Tofu is a culture all its own. I know it only as "the thing vegetarians eat instead of meat", but apparently tofu holds a place in Asian cultures comparable to hamburger among white Americans or chicken among black Americans. (That last comparison was made by my friend Shingarai, who can say that without getting pilloried, while I cannot... just so you know.) My table had a mini-assembly line putting tofu in tiny shot-size cups. There was an immense cauldron, large enough to fit a rolled-up sleeping bag, full of bubbling, gloopy, gelatinous white tofu, plus a normal-size pot full of sugary ginger syrup sitting next to the cauldron. Somebody would dump the tofu in the cup, someone else would drop some syrup on top and hand it to a third person, who would stick a spoon in it and arrange it in a tray. We must have made 450-500 cups that way and all of them got eaten.
Here's what I'm saying about culture. Right after the walk ended, our assembly line was swarmed by scores of people wanting tofu. After the initial rush, I (and a couple of others) started peddling tofu by the tray to people sitting on the grass and eating lunch. Asian-Americans (henceforth Asian for brevity) my age typically turned down the tofu or took it under mild protest, but the older folk loved it. Everybody wanted a cup, and lots of people took three or four to share with their relatives. One woman who must have been in her eighties flagged me down from across the tent to get cups for her and her friend.
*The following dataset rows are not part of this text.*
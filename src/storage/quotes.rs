//! Quote file retrieval
//!
//! Quotes are HTML documents generated elsewhere and stored below a fixed
//! base directory. Identifiers are relative paths such as
//! `2026/10/QUOTE_123.html`.

use std::path::PathBuf;
use tokio::fs;

use super::error::StorageError;

/// A quote document read from disk
#[derive(Debug, Clone, PartialEq, Eq)]
pub struct QuoteDocument {
    pub file_name: String,
    pub content: String,
}

#[derive(Debug, Clone)]
pub struct QuoteStore {
    base: PathBuf,
}

impl QuoteStore {
    pub fn new(base: impl Into<PathBuf>) -> Self {
        Self { base: base.into() }
    }

    /// Map an identifier to a path below the base directory
    ///
    /// Only `..` and `~` sequences are refused; the result is not
    /// canonicalized. Leading separators are dropped so the identifier is
    /// always joined under the base.
    pub fn resolve(&self, file: &str) -> Result<PathBuf, StorageError> {
        if file.is_empty() {
            return Err(StorageError::MissingParameter("file"));
        }
        if file.contains("..") || file.contains('~') {
            return Err(StorageError::UnsafePath);
        }

        let relative = file.trim_start_matches(['/', '\\']);
        Ok(self.base.join(relative))
    }

    pub async fn read(&self, file: &str) -> Result<QuoteDocument, StorageError> {
        let path = self.resolve(file)?;

        if !fs::metadata(&path).await.is_ok_and(|m| m.is_file()) {
            return Err(StorageError::NotFound);
        }

        let content = fs::read_to_string(&path)
            .await
            .map_err(|e| StorageError::io("read", &path, e))?;

        let file_name = path
            .file_name()
            .map(|n| n.to_string_lossy().into_owned())
            .unwrap_or_default();

        Ok(QuoteDocument { file_name, content })
    }
}
//! Filesystem persistence for form submissions and quote documents
//!
//! Everything lives below a configurable data root; no other state is kept.

pub mod error;
pub mod ids;
pub mod quotes;
pub mod record;
pub mod submissions;

pub use error::StorageError;
pub use quotes::QuoteStore;
pub use record::{SubmissionRecord, BOOKING_REQUIRED_FIELDS, LEAD_REQUIRED_FIELDS};
pub use submissions::{SubmissionLayout, SubmissionStore};
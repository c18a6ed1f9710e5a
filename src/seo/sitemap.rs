//! sitemap.xml rendering

use chrono::NaiveDate;
use std::fmt::Write;

use crate::config::{ChangeFrequency, SiteConfig};

/// Condition pages are refreshed monthly with a fixed priority
const CONDITION_FREQUENCY: ChangeFrequency = ChangeFrequency::Monthly;
const CONDITION_PRIORITY: f32 = 0.8;

/// Render the sitemap; every entry carries `lastmod` = `generated_on`
pub fn render_sitemap(site: &SiteConfig, generated_on: NaiveDate) -> String {
    let base = site.base_url.trim_end_matches('/');
    let lastmod = generated_on.format("%Y-%m-%d").to_string();

    let mut xml = String::from(
        "<?xml version=\"1.0\" encoding=\"UTF-8\"?>\n\
         <urlset xmlns=\"http://www.sitemaps.org/schemas/sitemap/0.9\">\n",
    );

    for page in &site.pages {
        let loc = format!("{base}{}", page.path);
        push_url(&mut xml, &loc, &lastmod, page.change_frequency, page.priority);
    }

    for slug in &site.conditions {
        let loc = format!("{base}/conditions/{slug}");
        push_url(&mut xml, &loc, &lastmod, CONDITION_FREQUENCY, CONDITION_PRIORITY);
    }

    xml.push_str("</urlset>\n");
    xml
}

fn push_url(xml: &mut String, loc: &str, lastmod: &str, freq: ChangeFrequency, priority: f32) {
    // writing to a String cannot fail
    let _ = write!(
        xml,
        "  <url>\n    <loc>{}</loc>\n    <lastmod>{lastmod}</lastmod>\n    \
         <changefreq>{}</changefreq>\n    <priority>{priority:.1}</priority>\n  </url>\n",
        escape_xml(loc),
        freq.as_str(),
    );
}

fn escape_xml(s: &str) -> String {
    let mut out = String::with_capacity(s.len());
    for c in s.chars() {
        match c {
            '&' => out.push_str("&amp;"),
            '<' => out.push_str("&lt;"),
            '>' => out.push_str("&gt;"),
            '"' => out.push_str("&quot;"),
            '\'' => out.push_str("&apos;"),
            _ => out.push(c),
        }
    }
    out
}
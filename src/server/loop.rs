// Server loop module
// Accepts connections until a shutdown is signalled

use std::sync::atomic::{AtomicUsize, Ordering};
use std::sync::Arc;
use std::time::Duration;
use tokio::net::TcpListener;
use tokio::sync::Notify;

use super::connection::accept_connection;
use crate::config::AppState;

/// How long in-flight connections may finish after shutdown is requested
const DRAIN_TIMEOUT: Duration = Duration::from_secs(10);
const DRAIN_POLL: Duration = Duration::from_millis(50);

pub async fn start_server_loop(
    listener: TcpListener,
    state: Arc<AppState>,
    active_connections: Arc<AtomicUsize>,
    shutdown: Arc<Notify>,
) {
    loop {
        tokio::select! {
            accept_result = listener.accept() => {
                match accept_result {
                    Ok((stream, peer_addr)) => {
                        accept_connection(stream, peer_addr, &state, &active_connections);
                    }
                    Err(e) => tracing::error!(error = %e, "failed to accept connection"),
                }
            }

            () = shutdown.notified() => {
                tracing::info!("shutdown requested, no longer accepting connections");
                break;
            }
        }
    }

    drop(listener);
    drain_connections(&active_connections).await;
}

/// Wait for active connections to finish, up to [`DRAIN_TIMEOUT`]
async fn drain_connections(active_connections: &AtomicUsize) {
    let deadline = tokio::time::Instant::now() + DRAIN_TIMEOUT;
    loop {
        let active = active_connections.load(Ordering::SeqCst);
        if active == 0 {
            tracing::info!("all connections closed");
            return;
        }
        if tokio::time::Instant::now() >= deadline {
            tracing::warn!(active, "drain timeout reached, closing remaining connections");
            return;
        }
        tokio::time::sleep(DRAIN_POLL).await;
    }
}

#[cfg(test)]
mod tests {
    use super::*;

    #[tokio::test]
    async fn test_drain_returns_when_idle() {
        let counter = AtomicUsize::new(0);
        tokio::time::timeout(Duration::from_secs(1), drain_connections(&counter))
            .await
            .expect("drain should return immediately");
    }
}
Now, judging by accents or lack thereof, most of the older generations were born overseas, while most of the younger folk (who turned down tofu) were born in the U.S. I'm not trying to draw an overarching cultural conclusion from one serving of tofu, but I found the trend quite intriguing.
The TEA Walk in general seemed to lend itself quite well to cultural learning experiences, so much so that Service Learning Initiator Shingarai had us discuss it afterwards. It was certainly unusual to be almost entirely engulfed by Asian faces; I was probably part of the five percent or so of the crowd that did not claim Asian ancestry. And I definitely found the self-avowed "Pan-Asian" spirit of the event, sponsored by the Center for Pan-Asian Community Services (CPACS) intriguing. National and cultural divisions were downplayed in the crowd and in the speakers' remarks; people spoke to each other in a dozen languages, but everybody was wearing the same pink shirts. CPACS is apparently a place where people surrounded by difference--even in a community so heavily Korean the language is on every commercial sign, Asians of any background are still a relatively small minority--can go to be surrounded by similarity.
I guess I can relate, in a small and different way, to the feeling of entering a space where people share feelings and beliefs similar to my own. Disclaimer time. Racially and sexually, I'm so pasty and straightlaced as to be a model of the dominant cultural ideal in this country, and have nothing to complain about on that score. Speaking as a Jew, though, I know what it's like to be surrounded by gentiles almost all the time. When I went to Israel, it felt like coming home, but it was also profoundly weird. Hell, just being on a bus full of Jews was weird, never mind an entire nation. I can definitely relate to the sense of wanting to be among your own, though.
So that was the TEA walk. I got to do some volunteer work, I got six Individual Service Project hours, I got some exposure to cultures different from my own and I got some things to think about in the bargain. If this is a typical NCCC weekend, I'm down to keep it going.